В диком вопле Пиа прозвучало не просто узнавание, но и злоба, и, безусловно, почтительность, которые вызывал в ее душе этот потрепанный символ психоанализа, высунувшийся — весьма опрометчиво — из окна; он напоминал толстуху, которая высунулась по пояс, но никак не могла втиснуться обратно, и спасти ее могла разве что пожарная команда. Пожарных уже было слышно где-то на соседней улице, хотя вой их сирены отчасти заглушал чудовищный скрежет гусениц по бетону. Легкий танк пересек улицу за несколько кварталов от них. Вскоре подошла небольшая группа студентов-медиков, очень возбужденных, словно они крепко выпили, прежде чем идти сюда.
В окне, на котором висел диван, показался мужчина — дворник, судя по зеленому фартуку, или консьерж. Видно, обходил дом, чтобы выключить свет и закрыть распахнутые двери. Подойдя к дивану, он нерешительно остановился, не зная, что предпринять. Большая часть диванной туши была снаружи, так что втаскивать его внутрь было бессмысленно, хотя консьерж сначала добросовестно попытался это сделать. Задние ножки дивана висели над горящей улицей. Студенты яростно жестикулировали и что-то друг другу кричали, видимо, не представляя, что делать с искореженными фонарями и с пылающими книгами. А консьерж в окне все-таки принял решение. Поднапрягшись, он освободил остававшиеся в комнате ножки старого уродливого крокодила и выбросил его на улицу, так что тот угодил в один из костров. Вой пожарных сирен приближался. «Быстрей! — крикнула Пиа, вне себя от волнения, потому что диван уже начинал загораться с боков. — Быстрей!» Окружающие начали недоуменно переглядываться, и тогда она метнулась к огню и сама ухватилась за спинку старого крокодила, она тянула изо всех сил, пока не вытащила его из огня. «Мы должны спасти его, — сказала она. — Ради бога, Роб…». Он неловко подбежал, не совсем понимая, что ей нужно, и стал сбивать пламя.
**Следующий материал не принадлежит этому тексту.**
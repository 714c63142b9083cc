//! In-memory document store

use std::collections::BTreeMap;
use std::sync::{Mutex, MutexGuard};

use super::{DocumentStore, Fields, validate_key};
use crate::error::{Result, store};

type Collections = BTreeMap<String, BTreeMap<String, Fields>>;

#[derive(Debug, Default)]
pub struct MemoryStore {
    collections: Mutex<Collections>,
}

impl MemoryStore {
    pub fn new() -> Self {
        Self::default()
    }

    fn lock(&self) -> Result<MutexGuard<'_, Collections>> {
        self.collections
            .lock()
            .map_err(|_| store::operation_failed("memory store lock poisoned"))
    }
}

impl DocumentStore for MemoryStore {
    fn set(&self, collection: &str, id: &str, fields: Fields) -> Result<()> {
        if !validate_key(id) {
            return Err(store::write_failed(id, "invalid document key"));
        }
        self.lock()?
            .entry(collection.to_string())
            .or_default()
            .insert(id.to_string(), fields);
        Ok(())
    }

    fn get(&self, collection: &str, id: &str) -> Result<Option<Fields>> {
        Ok(self
            .lock()?
            .get(collection)
            .and_then(|docs| docs.get(id))
            .cloned())
    }

    fn list(&self, collection: &str) -> Result<Vec<(String, Fields)>> {
        Ok(self
            .lock()?
            .get(collection)
            .map(|docs| {
                docs.iter()
                    .map(|(id, fields)| (id.clone(), fields.clone()))
                    .collect()
            })
            .unwrap_or_default())
    }

    fn delete_all(&self, collection: &str) -> Result<usize> {
        Ok(self
            .lock()?
            .remove(collection)
            .map_or(0, |docs| docs.len()))
    }
}
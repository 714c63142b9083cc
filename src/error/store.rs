//! Document store errors

use super::{AdBundleError, ErrorKind};

/// Creates a store read failed error
pub fn read_failed(id: impl Into<String>, reason: impl Into<String>) -> AdBundleError {
    AdBundleError::StoreReadFailed {
        id: id.into(),
        reason: reason.into(),
    }
}

/// Creates a store write failed error
pub fn write_failed(id: impl Into<String>, reason: impl Into<String>) -> AdBundleError {
    AdBundleError::StoreWriteFailed {
        id: id.into(),
        reason: reason.into(),
    }
}

/// Creates a batch save error classed like its first failure
pub fn saves_failed(failed: usize, total: usize, kind: ErrorKind) -> AdBundleError {
    AdBundleError::SavesFailed {
        failed,
        total,
        kind,
    }
}

/// Creates a store operation failed error
pub fn operation_failed(message: impl Into<String>) -> AdBundleError {
    AdBundleError::StoreOperationFailed {
        message: message.into(),
    }
}

/// Creates a corrupt document error
pub fn corrupt(id: impl Into<String>, reason: impl Into<String>) -> AdBundleError {
    AdBundleError::DocumentCorrupt {
        id: id.into(),
        reason: reason.into(),
    }
}
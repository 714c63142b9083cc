//! Serve command implementation

use console::Style;

use super::helpers::{Context, runtime};
use crate::cli::{GlobalArgs, ServeArgs};
use crate::error::Result;
use crate::server::{self, AppState};

/// Run the HTTP API until Ctrl-C
pub fn run(globals: &GlobalArgs, args: ServeArgs) -> Result<()> {
    let mut ctx = Context::open(globals)?;
    if let Some(bind) = args.bind {
        ctx.settings.bind = bind;
    }
    let addr = ctx.settings.bind_addr()?;
    let state = AppState::new(ctx.repo.clone(), ctx.converter());

    println!(
        "{} http://{addr}",
        Style::new().bold().green().apply_to("Serving on")
    );
    runtime()?.block_on(server::serve(&ctx.settings, state))
}
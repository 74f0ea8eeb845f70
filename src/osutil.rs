/*
 * Copyright (c) Meta Platforms, Inc. and affiliates.
 *
 * This source code is licensed under the MIT license found in the
 * LICENSE file in the root directory of this source tree.
 */

//! Operating system features used for cross-thread stack collection.

use std::fs;
use std::io;

use crate::Tid;
use crate::error::Error;
use crate::error::Result;

/// Get the current thread id. Must be async-signal-safe.
#[cfg(target_os = "linux")]
pub(crate) fn get_thread_id() -> Tid {
    unsafe { libc::syscall(libc::SYS_gettid) as Tid }
}

/// The layout of the kernel's `siginfo_t` for `SI_QUEUE` senders, up to and
/// including the user value. Written over a zeroed `libc::siginfo_t` (whose
/// union fields are private) before handing it to the kernel.
#[cfg(target_os = "linux")]
#[repr(C)]
#[allow(dead_code)] // written through a pointer cast, never read back
struct RawSigInfo {
    si_signo: libc::c_int,
    si_errno: libc::c_int,
    si_code: libc::c_int,
    // The union of per-sender fields is pointer-aligned.
    #[cfg(target_pointer_width = "64")]
    _pad: libc::c_int,
    si_pid: libc::pid_t,
    si_uid: libc::uid_t,
    si_value: *mut libc::c_void,
}

/// Queue `signum` to thread `tid`, carrying `payload` as the signal's user
/// value.
///
/// Uses the raw `rt_tgsigqueueinfo` syscall instead of `kill()`/`sigqueue()`
/// so that delivery is restricted to a thread of the current process: if the
/// target thread exited and its tid was recycled by another process, the
/// signal is not sent there.
#[cfg(target_os = "linux")]
pub(crate) fn queue_signal_to_thread(
    tid: Tid,
    signum: libc::c_int,
    payload: *mut libc::c_void,
) -> io::Result<()> {
    unsafe {
        let mut info: libc::siginfo_t = std::mem::zeroed();
        let raw = &mut info as *mut libc::siginfo_t as *mut RawSigInfo;
        (*raw).si_signo = signum;
        (*raw).si_code = libc::SI_QUEUE;
        (*raw).si_pid = libc::getpid();
        (*raw).si_uid = libc::getuid();
        (*raw).si_value = payload;
        if libc::syscall(
            libc::SYS_rt_tgsigqueueinfo,
            libc::getpid(),
            tid as libc::pid_t,
            signum,
            &mut info,
        ) != 0
        {
            return Err(io::Error::last_os_error());
        }
    }
    Ok(())
}

/// Enumerate the tids of all live threads of the current process.
#[cfg(target_os = "linux")]
pub fn list_threads() -> Result<Vec<Tid>> {
    let dir =
        fs::read_dir("/proc/self/task").map_err(|e| Error::Io("failed to open task dir", e))?;
    let mut tids = Vec::new();
    for entry in dir {
        let entry = entry.map_err(|e| Error::Io("failed to read task dir", e))?;
        let name = entry.file_name();
        let Some(name) = name.to_str() else {
            continue;
        };
        match name.parse::<u32>() {
            Ok(tid) => tids.push(tid as Tid),
            Err(_) => tracing::warn!(entry = name, "bad tid found in procfs"),
        }
    }
    Ok(tids)
}

#[cfg(not(target_os = "linux"))]
pub fn list_threads() -> Result<Vec<Tid>> {
    Err(Error::NotSupported("unable to list threads on this platform"))
}

/// Read the human-readable name of a thread of this process, best-effort.
#[cfg(target_os = "linux")]
pub(crate) fn read_thread_name(tid: Tid) -> Option<String> {
    let comm = fs::read_to_string(format!("/proc/self/task/{tid}/comm")).ok()?;
    Some(comm.trim_end_matches('\n').to_string())
}

/// `true` if a debugger or tracer (gdb, strace, ...) is attached to this
/// process. Best-effort: errors read as "not attached".
#[cfg(target_os = "linux")]
pub(crate) fn is_being_debugged() -> bool {
    let Ok(status) = fs::read_to_string("/proc/self/status") else {
        return false;
    };
    for line in status.lines() {
        if let Some(rest) = line.strip_prefix("TracerPid:") {
            return rest.trim().parse::<i64>().map_or(false, |pid| pid != 0);
        }
    }
    false
}

#[cfg(not(target_os = "linux"))]
pub(crate) fn is_being_debugged() -> bool {
    false
}

/// Block or unblock `sig` for the current thread.
#[cfg(test)]
pub(crate) fn sigmask(sig: libc::c_int, block: bool) {
    unsafe {
        let mut set: libc::sigset_t = std::mem::zeroed();
        libc::sigemptyset(&mut set);
        libc::sigaddset(&mut set, sig);
        let how = match block {
            true => libc::SIG_BLOCK,
            _ => libc::SIG_UNBLOCK,
        };
        libc::pthread_sigmask(how, &set, std::ptr::null_mut());
    }
}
Тут на помощь подоспели студенты, которые с неистовым азартом сумасшедших подняли диван и торопливо оттащили его в ближайшее укрытие. Все происходило спонтанно, без предварительных обсуждений. Если бы не крик Пиа, не ее непонятная самоотверженность, диван остался бы в костре. Но она бросилась к этой махине, будто в каком-то трансе. Несомненно, эта рухлядь была очень ей дорога. И невольным зрителям ничего не оставалось, как принять участие в акции спасения. Диван оттащили к стене и поставили под деревом. Все тяжело дышали, однако были очень довольны. С другой стороны на площадь въехали полицейские и пожарные, поистине с оперным драматизмом. Пора было уносить ноги. А диван остался стоять под легким снежком.